Badiou, inflexible, se demande ensuite, dans un chapitre intitulé Le temps et la vérité, si le virtuel comme fond peut être le garant d’une possible vérité intuitive. Ce qui est sûr, c’est que cette vérité, qui pour Deleuze est plutôt vie que mathématique, n’est pas le « triomphe de l’Un », mais bien au contraire le règne de la différence toujours multiple et disparante. « Si l’éternel retour est un cercle, c’est la Différence qui est au centre, et le Même seulement au pourtour – cercle à chaque instant décentré constamment tortueux, qui ne tourne qu’autour de l’inégal. » (Différence et répétition, p. 78.) Badiou croit que la notion de puissance chez Deleuze est de type aristotélicienne, virtuelle par opposition à formelle, alors qu’elle est sensitive, excluant la séparation de nature entre un virtuel et un actuel. Le virtuel, c’est la matière (qui n’est solide et fixe que pour un usage et un regard momentanés). L’actuel, c’est l’esprit, qui relève de l’action, de la praxis.

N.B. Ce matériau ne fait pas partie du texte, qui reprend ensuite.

// This is src/lib.rs
#[macro_use]
pub mod log;

pub mod address;
pub mod api;
pub mod charset;
pub mod config;
pub mod engine;
pub mod generator;
pub mod perfect;
pub mod scheme;
pub mod search;

use wasm_bindgen::prelude::*;
use js_sys::{BigInt as JsBigInt, Date};
use serde::Serialize;
use std::sync::Arc;

use crate::api::{Failure, LcgPageRequest, PerfectPageRequest};
use crate::config::LibraryConfig;
use crate::engine::LcgEngine;
use crate::scheme::{LcgScheme, PerfectScheme};
use crate::search::SearchBudget;

pub use crate::address::Address;
pub use crate::perfect::PageId;
pub use crate::scheme::PageScheme;

#[cfg(feature = "console_error_panic_hook")]
#[wasm_bindgen(start)]
pub fn set_panic_hook() {
    console_error_panic_hook::set_once();
}

#[wasm_bindgen]
pub struct Library {
    lcg: LcgScheme,
    perfect: PerfectScheme,
}

impl Library {
    pub fn from_config(config: &LibraryConfig) -> anyhow::Result<Library> {
        crate::log::set_verbose(config.verbose);
        let engine = if config.engine_params()? == LibraryConfig::default().engine_params()? {
            LcgEngine::standard()
        } else {
            Arc::new(LcgEngine::new(config.engine_params()?)?)
        };
        Ok(Library {
            lcg: LcgScheme::new(engine, SearchBudget::new(config.max_search_iterations)),
            perfect: PerfectScheme,
        })
    }

    pub fn lcg(&self) -> &LcgScheme {
        &self.lcg
    }

    pub fn perfect(&self) -> &PerfectScheme {
        &self.perfect
    }
}

impl Default for Library {
    fn default() -> Self {
        Library {
            lcg: LcgScheme::default(),
            perfect: PerfectScheme,
        }
    }
}

#[wasm_bindgen]
impl Library {
    #[wasm_bindgen(constructor)]
    pub fn new() -> Library {
        Library::default()
    }

    #[wasm_bindgen(js_name = withConfig)]
    pub fn with_config(json: &str) -> Result<Library, JsValue> {
        LibraryConfig::from_json(json)
            .and_then(|config| Library::from_config(&config))
            .map_err(|e| JsValue::from_str(&format!("Configuration Error: {:#}", e)))
    }

    #[wasm_bindgen(js_name = searchBudget)]
    pub fn search_budget(&self) -> f64 {
        self.lcg.budget().max_iterations as f64
    }

    #[wasm_bindgen(js_name = setSearchBudget)]
    pub fn set_search_budget(&mut self, max_iterations: f64) -> Result<(), JsValue> {
        if !max_iterations.is_finite() || max_iterations < 0.0 {
            return Err(JsValue::from_str("Search budget must be a non-negative number."));
        }
        self.lcg.set_max_iterations(max_iterations as u64);
        Ok(())
    }

    #[wasm_bindgen(js_name = lcgPage)]
    pub fn lcg_page(&self, request: JsValue) -> Result<JsValue, JsValue> {
        let request: LcgPageRequest = parse_request(request, api::PAGE_FAILURE)?;
        to_js(api::lcg_page(&self.lcg, &request))
    }

    #[wasm_bindgen(js_name = lcgSearch)]
    pub fn lcg_search(&self, query: Option<String>) -> Result<JsValue, JsValue> {
        let started = Date::now();
        let response = api::search(&self.lcg, query.as_deref());
        log!("search"; "lcg search took {:.0} ms", Date::now() - started);
        to_js(response)
    }

    /// Internal generator state of an address, for debugging views.
    #[wasm_bindgen(js_name = lcgState)]
    pub fn lcg_state(&self, request: JsValue) -> Result<JsBigInt, JsValue> {
        let request: LcgPageRequest = parse_request(request, api::PAGE_FAILURE)?;
        let address = request
            .to_address()
            .map_err(|e| JsValue::from_str(&format!("Address Error: {}", e)))?;
        let state = self.lcg.state_of(&address);
        JsBigInt::new(&JsValue::from_str(&state.to_string())).map_err(JsValue::from)
    }

    #[wasm_bindgen(js_name = perfectPage)]
    pub fn perfect_page(&self, request: JsValue) -> Result<JsValue, JsValue> {
        let request: PerfectPageRequest = parse_request(request, api::PAGE_FAILURE)?;
        to_js(api::perfect_page(&self.perfect, &request))
    }

    #[wasm_bindgen(js_name = perfectSearch)]
    pub fn perfect_search(&self, query: Option<String>) -> Result<JsValue, JsValue> {
        to_js(api::search(&self.perfect, query.as_deref()))
    }
}

/// `undefined` / `null` count as an empty request.
fn parse_request<T>(request: JsValue, failure: &'static str) -> Result<T, JsValue>
where
    T: Default + serde::de::DeserializeOwned,
{
    if request.is_undefined() || request.is_null() {
        return Ok(T::default());
    }
    serde_wasm_bindgen::from_value(request).map_err(|e| {
        warn!("api"; "unreadable request: {}", e);
        failure_to_js(&Failure { error: failure })
    })
}

fn to_js<T: Serialize>(result: Result<T, Failure>) -> Result<JsValue, JsValue> {
    match result {
        Ok(body) => serde_wasm_bindgen::to_value(&body)
            .map_err(|e| JsValue::from_str(&format!("Failed to serialize response: {}", e))),
        Err(failure) => Err(failure_to_js(&failure)),
    }
}

fn failure_to_js(failure: &Failure) -> JsValue {
    serde_wasm_bindgen::to_value(failure).unwrap_or_else(|_| JsValue::from_str(failure.error))
}

#[cfg(test)]
mod tests {
    use super::*;

    #[test]
    fn default_config_reuses_standard_engine() {
        let library = Library::from_config(&LibraryConfig::default()).unwrap();
        assert_eq!(library.lcg().engine(), &*LcgEngine::standard());
        assert_eq!(library.lcg().budget().max_iterations, 50_000_000);
    }

    #[test]
    fn custom_config_builds_its_own_engine() {
        let config = LibraryConfig::from_json(
            r#"{"modulus": "1000003", "multiplier": "7", "increment": "11", "max_search_iterations": 10}"#,
        )
        .unwrap();
        let library = Library::from_config(&config).unwrap();
        assert_eq!(library.lcg().engine().modulus().to_string(), "1000003");
        assert_eq!(library.lcg().budget().max_iterations, 10);
        let content = library.lcg().page_content(&Address::first()).unwrap();
        assert_eq!(content.len(), 3200);
    }

    #[test]
    fn perfect_scheme_is_reachable() {
        let library = Library::default();
        let id = library.perfect().search_text("abc").unwrap().unwrap();
        assert!(library.perfect().page_content(&id).unwrap().starts_with("abc"));
    }
}
//! Runtime configuration for a [`Library`](crate::Library).
//!
//! Big constants travel as decimal strings so a JSON round-trip through
//! JavaScript never rounds them.

use anyhow::{anyhow, Context, Result};
use num_bigint::BigUint;
use serde::{Deserialize, Serialize};
use std::str::FromStr;

pub const DEFAULT_MODULUS: &str = "340282366920938463463374607431768211297";
pub const DEFAULT_MULTIPLIER: &str = "2862933555777941757";
pub const DEFAULT_INCREMENT: &str = "3037000493";
pub const DEFAULT_MAX_SEARCH_ITERATIONS: u64 = 50_000_000;

#[derive(Debug, Clone, PartialEq, Eq, Serialize, Deserialize)]
#[serde(default, deny_unknown_fields)]
pub struct LibraryConfig {
    pub modulus: String,
    pub multiplier: String,
    pub increment: String,
    pub max_search_iterations: u64,
    pub verbose: bool,
}

impl Default for LibraryConfig {
    fn default() -> Self {
        LibraryConfig {
            modulus: DEFAULT_MODULUS.to_string(),
            multiplier: DEFAULT_MULTIPLIER.to_string(),
            increment: DEFAULT_INCREMENT.to_string(),
            max_search_iterations: DEFAULT_MAX_SEARCH_ITERATIONS,
            verbose: false,
        }
    }
}

/// The three generator constants, parsed.
#[derive(Debug, Clone, PartialEq, Eq)]
pub struct EngineParams {
    pub modulus: BigUint,
    pub multiplier: BigUint,
    pub increment: BigUint,
}

impl LibraryConfig {
    pub fn from_json(json: &str) -> Result<Self> {
        let config: LibraryConfig =
            serde_json::from_str(json).context("Invalid library configuration")?;
        // surface bad constants now rather than on first page request
        crate::engine::LcgEngine::new(config.engine_params()?)?;
        Ok(config)
    }

    pub fn engine_params(&self) -> Result<EngineParams> {
        Ok(EngineParams {
            modulus: parse_constant("modulus", &self.modulus)?,
            multiplier: parse_constant("multiplier", &self.multiplier)?,
            increment: parse_constant("increment", &self.increment)?,
        })
    }
}

fn parse_constant(name: &str, value: &str) -> Result<BigUint> {
    BigUint::from_str(value.trim())
        .map_err(|e| anyhow!("Invalid {} '{}': {}", name, value, e))
}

Badiou est capable de voir que pour Deleuze le Tout est Relation, et persiste pourtant à parler d’une idée deleuzienne du Tout comme Un, ce qui est une pure illusion nominaliste. Le principe d’identité relève déjà d’une ligne de coupure, la ligne de coupure logique dans laquelle Badiou croît voir l’essence de l’être.

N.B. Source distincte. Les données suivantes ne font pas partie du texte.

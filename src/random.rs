use std::collections::VecDeque;

use rand::Rng;

/// Uniform integer generator the dice evaluator draws from.
///
/// Implementors only ever see non-degenerate ranges (`min < max`); use
/// [`random_int`] to draw, it handles the degenerate case itself.
pub trait RandomSource {
    fn gen_range_inclusive(&mut self, min: i64, max: i64) -> i64;
}

impl<R: Rng + ?Sized> RandomSource for R {
    fn gen_range_inclusive(&mut self, min: i64, max: i64) -> i64 {
        self.gen_range(min..=max)
    }
}

/// Draws a uniformly distributed integer from `[min, max]`.
/// Returns `min` without touching the source when the range holds a single value.
pub fn random_int(source: &mut (impl RandomSource + ?Sized), min: i64, max: i64) -> i64 {
    let (min, max) = if min > max { (max, min) } else { (min, max) };
    if min == max {
        return min;
    }
    source.gen_range_inclusive(min, max)
}

/// Replays a fixed list of values, useful for tests and for replaying a roll.
///
/// Values outside the requested range are clamped into it. Once the list runs
/// out every draw returns the range minimum.
#[derive(Debug, Clone, Default)]
pub struct ScriptedRolls {
    values: VecDeque<i64>,
    calls: usize,
}

impl ScriptedRolls {
    pub fn new(values: impl IntoIterator<Item = i64>) -> Self {
        Self {
            values: values.into_iter().collect(),
            calls: 0,
        }
    }

    /// How many times the evaluator asked for a value.
    pub fn calls(&self) -> usize {
        self.calls
    }

    #[cfg(test)]
    pub(crate) fn remaining(&self) -> usize {
        self.values.len()
    }
}

impl RandomSource for ScriptedRolls {
    fn gen_range_inclusive(&mut self, min: i64, max: i64) -> i64 {
        self.calls += 1;
        self.values
            .pop_front()
            .map_or(min, |value| value.clamp(min, max))
    }
}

« Un jour, peut-être, le siècle sera Deleuzien », a rêvé Foucault. Et en effet, le XXIe siècle, c’est probable, verra la mort du galiléisme et de toute prétention à croire que l’ordre et les mathématiques sont la loi première de l’être tandis que l’humain ne serait qu’une errance capable au mieux de faire événement par hasard en trouant le déterminisme. Non, c’est tout l’inverse. La nature est un chaos libre et créateur – le réel est un créel. Et l’homme est son « principe ordinateur », comme disait Foucault. Ce qui ne veut pas dire qu’il doive mettre la nature au pas. Trop d’ordre pétrifie l’être et entrave l’existence. L’événement, c’est plutôt le geyser émanant de la source vitale chaotique dans l’existence humaine, l’émergence du dionysiaque, qui ne se fait pas sans la conjonction d’une autodiscipline et d’un désir. Bref, une ascèse inscrite dans le champ social, une persévérance, une fidélité à un idéal de cohérence et de joie à la fois.
En cela, Badiou et Deleuze se rejoignent : normal, ce sont deux poètes. Deleuze est notre poète du Vrai. Et Badiou, celui du Faux.